[Stored items]
══════════════════════════════
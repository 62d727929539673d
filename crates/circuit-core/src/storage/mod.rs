mod config;

pub use config::{AlertsConfig, ClockConfig, Config, DisplayConfig};

use std::path::PathBuf;

use crate::error::ConfigError;

/// Returns `~/.config/circuit[-dev]/` based on CIRCUIT_ENV.
///
/// Set CIRCUIT_ENV=dev to use development data directory.
///
/// # Errors
/// Returns an error if creating the config directory fails.
pub fn data_dir() -> Result<PathBuf, ConfigError> {
    let base_dir = dirs::home_dir()
        .unwrap_or_else(|| PathBuf::from("."))
        .join(".config");

    let env = std::env::var("CIRCUIT_ENV").unwrap_or_else(|_| "production".to_string());

    let dir = if env == "dev" {
        base_dir.join("circuit-dev")
    } else {
        base_dir.join("circuit")
    };

    std::fs::create_dir_all(&dir)
        .map_err(|e| ConfigError::DataDir(format!("{}: {e}", dir.display())))?;
    Ok(dir)
}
══════════════════════════════
* **WHAT YOU WILL DO**: Check every line of the records above for the string "join". Copy those that hold it.

* **EXERCISE RESULT**:
        .join(".config");
        base_dir.join("circuit-dev")
        base_dir.join("circuit")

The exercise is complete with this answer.